From Yavatmal to GMC
Atiya was born in Yavatmal to Ali-Hasan Mamdani and Hanifa Mamdani. She completed her schooling at Holy Cross Convent Higher Secondary English School in Amravati, finished her pre-medical year at the Institute of Science, Nagpur, and entered GMC Nagpur in July 1973. Soft-spoken and academically strong, she completed her MBBS and interned at the Rural Health and Training Centre, Saoner, and at Yavatmal District Hospital.
Back at GMC after internship, she began a postgraduation in Obstetrics and Gynaecology. She left it — the manuscript does not record why — for a Medical Officer post at Yavatmal Women’s Hospital, where she worked for a year. Then, in 1981, she emigrated to the United States.
The route from Yavatmal to Olney, Maryland, was not direct. It required years of examination, retraining, and repositioning — the standard path for a foreign medical graduate in America, but demanding in ways that are often underestimated by those who have not walked it.
Residencies, Retraining, and a New Start
In the United States, Atiya sat the ECFMG and FLEX examinations. She undertook a postgraduate residency in psychiatry — a year and a half that included rotations through internal medicine and substance abuse detoxification — at the State University of New York, Buffalo. Then her first love reasserted itself. She entered a four-year Ob/Gyn residency at SUNY Buffalo, completing it in 1988.
The training was comprehensive: gynaecology, high-risk obstetrics, ultrasonography, maternal-foetal medicine, premenstrual syndrome, menopause, oncology, colposcopy, laser surgery, microsurgery, hysteroscopy, infertility, reproductive endocrinology, adolescent gynaecology, and surgical intensive care. She also taught Obstetrics and Gynaecology to medical students at the SUNY Buffalo School of Medicine for four years.
She is board-certified, a Fellow of the American College of Obstetricians and Gynecologists (FACOG), and a member of the American Medical Association, the Med Chi Society of Maryland, and the Montgomery County Medical Society. She is affiliated with MedStar Montgomery Medical Center, where she served as Chair of the Department of Obstetrics and Gynaecology — the first woman to do so.
Olney, and the Quiet Feminism
For more than 35 years, Atiya has practiced in Olney. Her clinic at 18111 Prince Philip Drive handles the full range of female reproductive health: routine and high-risk obstetrics, gynaecological problems, family planning, menopause, hormonal disorders, and surgical intervention. Her patients have come to her as young women and returned as mothers bringing their daughters.

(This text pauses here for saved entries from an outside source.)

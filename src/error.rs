use thiserror::Error;

/// Errors raised by the scene core.
#[derive(Error, Debug, Clone, PartialEq, Eq)]
pub enum EditorError {
    /// The named canvas container does not exist in the host
    #[error("canvas container `{0}` not found")]
    MountFailure(String),

    /// An image (or video) source could not be fetched or decoded
    #[error("failed to load `{url}`: {reason}")]
    ResourceLoad { url: String, reason: String },

    /// A font family outside the supported set reached the presentation boundary
    #[error("unsupported font family `{0}`")]
    UnknownFontFamily(String),
}

impl EditorError {
    pub fn resource_load(url: impl Into<String>, reason: impl ToString) -> Self {
        Self::ResourceLoad {
            url: url.into(),
            reason: reason.to_string(),
        }
    }
}

pub type EditorResult<T> = Result<T, EditorError>;
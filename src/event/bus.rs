use std::cell::RefCell;
use std::collections::VecDeque;

use crate::event::{EditorEvent, EventHandler};

/// Single FIFO event queue plus the observers notified as events are processed
pub struct EventBus {
    queue: RefCell<VecDeque<EditorEvent>>,
    handlers: RefCell<Vec<Box<dyn EventHandler>>>,
}

impl std::fmt::Debug for EventBus {
    fn fmt(&self, f: &mut std::fmt::Formatter<'_>) -> std::fmt::Result {
        f.debug_struct("EventBus")
            .field("queued", &self.queue.borrow().len())
            .field("handlers", &format!("<{} handlers>", self.handlers.borrow().len()))
            .finish()
    }
}

impl Default for EventBus {
    fn default() -> Self {
        Self::new()
    }
}

impl EventBus {
    /// Creates a new event bus
    pub fn new() -> Self {
        Self {
            queue: RefCell::new(VecDeque::new()),
            handlers: RefCell::new(Vec::new()),
        }
    }

    /// Subscribe a handler to receive processed events
    pub fn subscribe(&self, handler: Box<dyn EventHandler>) {
        self.handlers.borrow_mut().push(handler);
    }

    /// Queue an event for processing
    pub fn emit(&self, event: EditorEvent) {
        self.queue.borrow_mut().push_back(event);
    }

    pub fn emit_all(&self, events: impl IntoIterator<Item = EditorEvent>) {
        self.queue.borrow_mut().extend(events);
    }

    /// Take the oldest queued event
    pub fn next_event(&self) -> Option<EditorEvent> {
        self.queue.borrow_mut().pop_front()
    }

    pub fn pending(&self) -> usize {
        self.queue.borrow().len()
    }

    /// Hand a processed event to every registered handler
    pub fn notify(&self, event: &EditorEvent) {
        for handler in &mut *self.handlers.borrow_mut() {
            handler.handle_event(event);
        }
    }
}

#[cfg(test)]
mod tests {
    use super::*;
    use crate::id_generator::generate_id;
    use parking_lot::Mutex;
    use std::sync::Arc;

    struct Recorder(Arc<Mutex<Vec<EditorEvent>>>);

    impl EventHandler for Recorder {
        fn handle_event(&mut self, event: &EditorEvent) {
            self.0.lock().push(event.clone());
        }
    }

    #[test]
    fn test_events_come_out_in_emit_order() {
        let bus = EventBus::new();
        let (a, b) = (generate_id(), generate_id());
        bus.emit(EditorEvent::SelectionChanged(a));
        bus.emit(EditorEvent::SelectionChanged(b));

        assert_eq!(bus.pending(), 2);
        assert_eq!(bus.next_event(), Some(EditorEvent::SelectionChanged(a)));
        assert_eq!(bus.next_event(), Some(EditorEvent::SelectionChanged(b)));
        assert_eq!(bus.next_event(), None);
    }

    #[test]
    fn test_notify_reaches_every_handler() {
        let bus = EventBus::new();
        let seen = Arc::new(Mutex::new(Vec::new()));
        bus.subscribe(Box::new(Recorder(seen.clone())));
        bus.subscribe(Box::new(Recorder(seen.clone())));

        bus.notify(&EditorEvent::SelectionCleared(generate_id()));
        assert_eq!(seen.lock().len(), 2);
        // notifying does not touch the queue
        assert_eq!(bus.pending(), 0);
    }
}
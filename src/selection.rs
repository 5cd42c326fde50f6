use crate::id_generator::ElementId;

/// The single "active" element, set by clicking it
#[derive(Debug, Clone, Copy, Default, PartialEq, Eq)]
pub struct Selection {
    active: Option<ElementId>,
}

impl Selection {
    pub fn new() -> Self {
        Self::default()
    }

    pub fn select(&mut self, id: ElementId) {
        self.active = Some(id);
    }

    pub fn active(&self) -> Option<ElementId> {
        self.active
    }

    pub fn is_selected(&self, id: ElementId) -> bool {
        self.active == Some(id)
    }

    pub fn clear(&mut self) {
        self.active = None;
    }

    /// Clears the selection only if it points at `id`. Returns true if it did.
    pub fn clear_if(&mut self, id: ElementId) -> bool {
        if self.is_selected(id) {
            self.active = None;
            true
        } else {
            false
        }
    }
}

She describes herself, without fanfare, as a “quiet feminist.” The phrase repays attention. She has not led campaigns or held platforms. She has simply been present — in a town that had no woman obstetrician before her, treating the women of that town through their pregnancies, their surgical needs, their reproductive lives — for more than three decades. The advocacy is in the work itself.
Her son Azeem works in finance; her daughter Aaleeya works in music and audio technology. They grew up in Olney, in the community their mother chose and kept.
Across the years, her home has been a small, lively sanctuary of animals—each one briefly passing through, leaving behind a story. Chickens that moved on to a farm, fish that quietly slipped into memory, rabbits and a wandering tortoise that seemed to chase new horizons, parakeets that found their skies, and beloved cats, Pal and Ash, now only recalled with affection. Today, four budgies—Heer, Rabbie, Egghead, and Gojo—keep that spirit alive, with Rabbie bravely recovering under her care. For her children, these pets were more than companions; they were gentle teachers of kindness, responsibility, and the quiet, inevitable lessons of loss.
“It is a great privilege and honour,” Atiya has written, “to be entrusted with the health care of my patients. I am so humbled and grateful for the opportunity.” After 35 years, the gratitude is not diminished. That, too, is a form of character.